*** MATERIAL PROVIDED ***

use anyhow::{bail, Result};
use clap::Args as ClapArgs;

use crate::commands::common::SourceArgs;

#[derive(ClapArgs)]
pub struct Args {
    #[command(flatten)]
    pub source: SourceArgs,

    /// Print the message with its raw offsets as JSON
    #[arg(long)]
    pub json: bool,
}

pub async fn execute(args: Args) -> Result<()> {
    let config = args.source.load_config()?;
    let adapter = args.source.adapter(&config)?;

    let capture = args.source.read_capture(None).await?;
    let message = match adapter.extract_message(&capture) {
        Ok(message) => message,
        Err(e) => bail!("Response not yet available: {}", e),
    };

    if args.json {
        println!("{}", serde_json::to_string_pretty(&message)?);
    } else {
        println!("{}", message.text);
    }

    Ok(())
}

*** End of MATERIAL PROVIDED ***

Filter the records above and return every line that holds the word "message".

    /// Print the message with its raw offsets as JSON
    let message = match adapter.extract_message(&capture) {
        Ok(message) => message,
        println!("{}", serde_json::to_string_pretty(&message)?);
        println!("{}", message.text);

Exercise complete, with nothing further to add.